Research indicates that especially nurses in particular experience caring for people with severe (borderline) personality disorders as highly stressful [
18-
21]. Strong emotional responses towards the patient arise frequently, particularly when the disruptive behaviour of the patient is unpredictable and difficult to understand. This contributes to condemnation of the patient by the nurse and a less empathic attitude. Ambivalent care seeking of these patients, shifting between dependency from and condemnation of professionals, can be explained out of their disorder and the irregular course of the therapeutic process. This same ambivalent care seeking, however, is difficult for care providers to accept and to cope with and it often leads to ineffective professional behaviour [
22,
23]. On the one hand, while balancing between autonomy and safety of the patient, nurses easily feel forced and responsible to protect the patient. Nurses may apply restrictive interventions to control the patient's destructive behaviour [
24-
26]. On the other hand, nurses may underestimate the needs and disabilities of their patients and perceive them as able but unwilling to change [
27,
28]. To keep the balance between playing a waiting game on the one hand, and being overly supportive and protective on the other hand is considered to be difficult with regard to these patients [
13,
27]. Studies reveal that patients and care providers set different priorities during treatment, including the specific needs of patients that require attention [
29-
33]. These, at times, conflicting priorities can cause miscommunication between patients and care providers and, hence, adversely affect outcomes of care [
29,
31].
As a response to these challenges, we developed a structured easily accessible intervention program for this subpopulation of patients, provided by (community) mental health nurses. For this intervention program we have adapted the principles of Collaborative Care (CC) [
34-
36]. Collaborative Care Programs originated in somatic health care to increase shared decision making and to enhance self management skills of chronic patients. Collaborative relationships come into existence when patients, their informal carers, and care providers have shared goals and mutual understanding of roles, expectations and responsibilities. As a consequence of more effective self management, patients report that their quality of life improves, because they feel they can better cope with problems derived from their disorder [
35,
36]. To date, Collaborative Care Programs (CCP) have proven to be effective for depressive and bipolar disorders [
37-
45].
Nurses have a prominent position in Collaborative Care Programs as they function as collaborative care managers. In this position they are responsible for optimal continuity and coordination of care. To optimize the continuity and coordination of care, intensive partnership working is needed within a Collaborative Care team (CCT). The CCT consists of the patient, his/her informal carer, the nurse, and the psychiatrist and/or psychologist. The CCT can optionally be expanded with others who possibly could contribute to effective treatment and care of the patient. The CCT lends support to the patient and it is in this team that crucial decisions regarding treatment will be made.
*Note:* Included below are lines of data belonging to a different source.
//! fee-runner: headless runner for the NZ open-banking API fee calculator.
//!
//! Usage:
//!   fee-runner --data-dir ./data --adoption 15 --calls 200
//!   fee-runner --json
//!   fee-runner --ipc-mode

use anyhow::Result;
use apifee_core::{
    assumptions::{AssumptionInputs, AssumptionRanges},
    config::CalcConfig,
    cost_model::{self, CostAnalysisResult},
    projection::{self, BankRevenueResult},
    report,
};
use std::env;
use std::io::{self, BufRead, Write};
use std::path::Path;

#[derive(serde::Deserialize)]
#[serde(tag = "type", rename_all = "snake_case")]
enum IpcCommand {
    GetState,
    SetInput { name: String, value: f64 },
    Quit,
}

#[derive(serde::Serialize)]
struct UiState {
    inputs: AssumptionInputs,
    banks: Vec<BankRevenueResult>,
    total_annual_revenue: f64,
    cost_analysis: CostAnalysisResult,
}

fn main() -> Result<()> {
    env_logger::init();

    let args: Vec<String> = env::args().collect();
    let ipc_mode = args.iter().any(|a| a == "--ipc-mode");
    let json_mode = args.iter().any(|a| a == "--json");
    let data_dir = args
        .windows(2)
        .find(|w| w[0] == "--data-dir")
        .map(|w| w[1].as_str())
        .unwrap_or("./data");

    let config = if Path::new(&format!("{data_dir}/banks.json")).exists() {
        CalcConfig::load(data_dir)?
    } else {
        log::info!("no data files under {data_dir}; using built-in NZ defaults");
        CalcConfig::default_nz()
    };

    let ranges = AssumptionRanges::default();
    let mut inputs = AssumptionInputs::default();
    inputs.api_calls_per_customer =
        parse_arg(&args, "--calls", inputs.api_calls_per_customer);
    inputs.apps_per_customer = parse_arg(&args, "--apps", inputs.apps_per_customer);
    inputs.pct_customers_using_api =
        parse_arg(&args, "--adoption", inputs.pct_customers_using_api);
    inputs.pct_reaching_cap = parse_arg(&args, "--cap-share", inputs.pct_reaching_cap);
    inputs.payment_initiations_per_customer = parse_arg(
        &args,
        "--initiations",
        inputs.payment_initiations_per_customer,
    );
    let inputs = inputs.clamped(&ranges);

    if ipc_mode {
        run_ipc_loop(&config, &ranges, inputs)?;
    } else if json_mode {
        let state = build_ui_state(&config, &inputs);
        println!("{}", serde_json::to_string_pretty(&state)?);
    } else {
        print_report(&config, &inputs);
    }

    Ok(())
}

fn run_ipc_loop(
    config: &CalcConfig,
    ranges: &AssumptionRanges,
    mut inputs: AssumptionInputs,
) -> Result<()> {
    let stdin = io::stdin();
    let mut stdout = io::stdout();
    let mut handle = stdin.lock();
    let mut buffer = String::new();

    loop {
        buffer.clear();
        let bytes_read = handle.read_line(&mut buffer)?;
        if bytes_read == 0 {
            break; // EOF
        }

        let cmd: IpcCommand = match serde_json::from_str(&buffer) {
            Ok(c) => c,
            Err(e) => {
                let err_json = serde_json::json!({ "error": e.to_string() });
                writeln!(stdout, "{}", err_json)?;
                stdout.flush()?;
                continue;
            }
        };

        match cmd {
            IpcCommand::Quit => break,
            IpcCommand::SetInput { name, value } => {
                if let Err(e) = inputs.set(&name, value) {
                    let err_json = serde_json::json!({ "error": e.to_string() });
                    writeln!(stdout, "{}", err_json)?;
                    stdout.flush()?;
                    continue;
                }
                inputs = inputs.clamped(ranges);
                let state = build_ui_state(config, &inputs);
                writeln!(stdout, "{}", serde_json::to_string(&state)?)?;
            }
            IpcCommand::GetState => {
                let state = build_ui_state(config, &inputs);
                writeln!(stdout, "{}", serde_json::to_string(&state)?)?;
            }
        }
        stdout.flush()?;
    }
    Ok(())
}

fn build_ui_state(config: &CalcConfig, inputs: &AssumptionInputs) -> UiState {
    let banks = projection::project(&config.banks, &config.fees, inputs);
    let total_annual_revenue = projection::total_annual_revenue(&banks);
    let cost_analysis = cost_model::analyze(
        &config.implementation_costs,
        &config.ongoing_costs,
        total_annual_revenue,
        config.profit_benchmark_millions,
    );

    UiState {
        inputs: *inputs,
        banks,
        total_annual_revenue,
        cost_analysis,
    }
}

fn print_report(config: &CalcConfig, inputs: &AssumptionInputs) {
    let banks = projection::project(&config.banks, &config.fees, inputs);
    let total = projection::total_annual_revenue(&banks);
    let analysis = cost_model::analyze(
        &config.implementation_costs,
        &config.ongoing_costs,
        total,
        config.profit_benchmark_millions,
    );

    println!("=== NZ OPEN BANKING API FEE PROJECTION ===");
    println!("  calls/customer/month:  {:.0}", inputs.api_calls_per_customer);
    println!("  apps/customer:         {:.2}", inputs.apps_per_customer);
    println!("  adoption:              {:.0}%", inputs.pct_customers_using_api);
    println!("  hitting cap:           {:.0}%", inputs.pct_reaching_cap);
    println!(
        "  initiations/month:     {:.0}",
        inputs.payment_initiations_per_customer
    );

    let preview = inputs.data_cost_per_customer(&config.fees);
    println!(
        "  data cost/customer:    {}{}",
        report::format_nzd(preview.monthly_cost),
        if preview.capped {
            format!(" (capped at {})", report::format_nzd(config.fees.monthly_cap))
        } else {
            String::new()
        }
    );

    println!();
    println!(
        "  {:<8} {:>12} {:>12} {:>14} {:>14} {:>16}",
        "Bank", "API users", "At cap", "Data API $/mo", "Payments $/mo", "Annual $"
    );
    for bank in &banks {
        println!(
            "  {:<8} {:>12} {:>12} {:>14} {:>14} {:>16}",
            bank.name,
            bank.customers_using_api,
            bank.customers_hitting_cap,
            report::format_nzd(bank.data_api_revenue()),
            report::format_nzd(bank.payment_initiation_revenue),
            report::format_nzd(bank.annual_revenue),
        );
    }
    println!();
    println!("  combined annual revenue: {}", report::format_nzd(total));

    println!();
    println!("=== COST ANALYSIS ===");
    println!(
        "  build cost:        {} - {}",
        report::format_millions(analysis.total_initial_low),
        report::format_millions(analysis.total_initial_high)
    );
    println!(
        "  ongoing cost:      {} - {} / year",
        report::format_millions(analysis.total_ongoing_low),
        report::format_millions(analysis.total_ongoing_high)
    );
    println!(
        "  fee revenue:       {} / year",
        report::format_millions(analysis.revenue_millions)
    );
    println!(
        "  net revenue:       {} - {} / year",
        report::format_millions(analysis.net_annual_revenue_low),
        report::format_millions(analysis.net_annual_revenue_high)
    );
    println!(
        "  break-even:        {} - {} years",
        report::format_years(analysis.years_to_break_even_low),
        report::format_years(analysis.years_to_break_even_high)
    );
    println!(
        "  annual ROI:        {:.0}% - {:.0}%",
        analysis.roi_low, analysis.roi_high
    );
    println!(
        "  share of profits:  {:.1}% - {:.1}%",
        analysis.cost_pct_of_profit_low, analysis.cost_pct_of_profit_high
    );

    println!();
    println!("=== INSIGHTS ===");
    for line in report::insights(&analysis, &config.fees) {
        println!("  {line}");
    }
}

fn parse_arg<T: std::str::FromStr + Copy>(args: &[String], flag: &str, default: T) -> T {
    args.windows(2)
        .find(|w| w[0] == flag)
        .and_then(|w| w[1].parse().ok())
        .unwrap_or(default)
}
A Collaborative Care Program for patients with severe personality disorder has as to the best of our knowledge not yet been developed or tested. In this stage of intervention development, insights in both the feasibility and as well as the preliminary results of the intervention are needed. Therefore, we combine quantitative and qualitative data in a comparative multiple case study, which makes it possible to test the feasibility of the CCP in clinical practice, and also provides insight into the preliminary outcomes of CCP [
46,
47]. This study functions as a pre stage for a future RCT. The following research objectives are formulated:
(1). To describe the processes of the application of a Collaborative Care Program for patients with a severe borderline or NOS personality disorder in comparison with Care as Usual (CAU) from the perspective of patients, their informal carers and nurses;
(2). To describe the preliminary outcomes of the CCP in comparison with Care as Usual;
(3). To explain which characteristics of the CCP are indicative for the occurrence of positive or negative outcomes compared to CAU.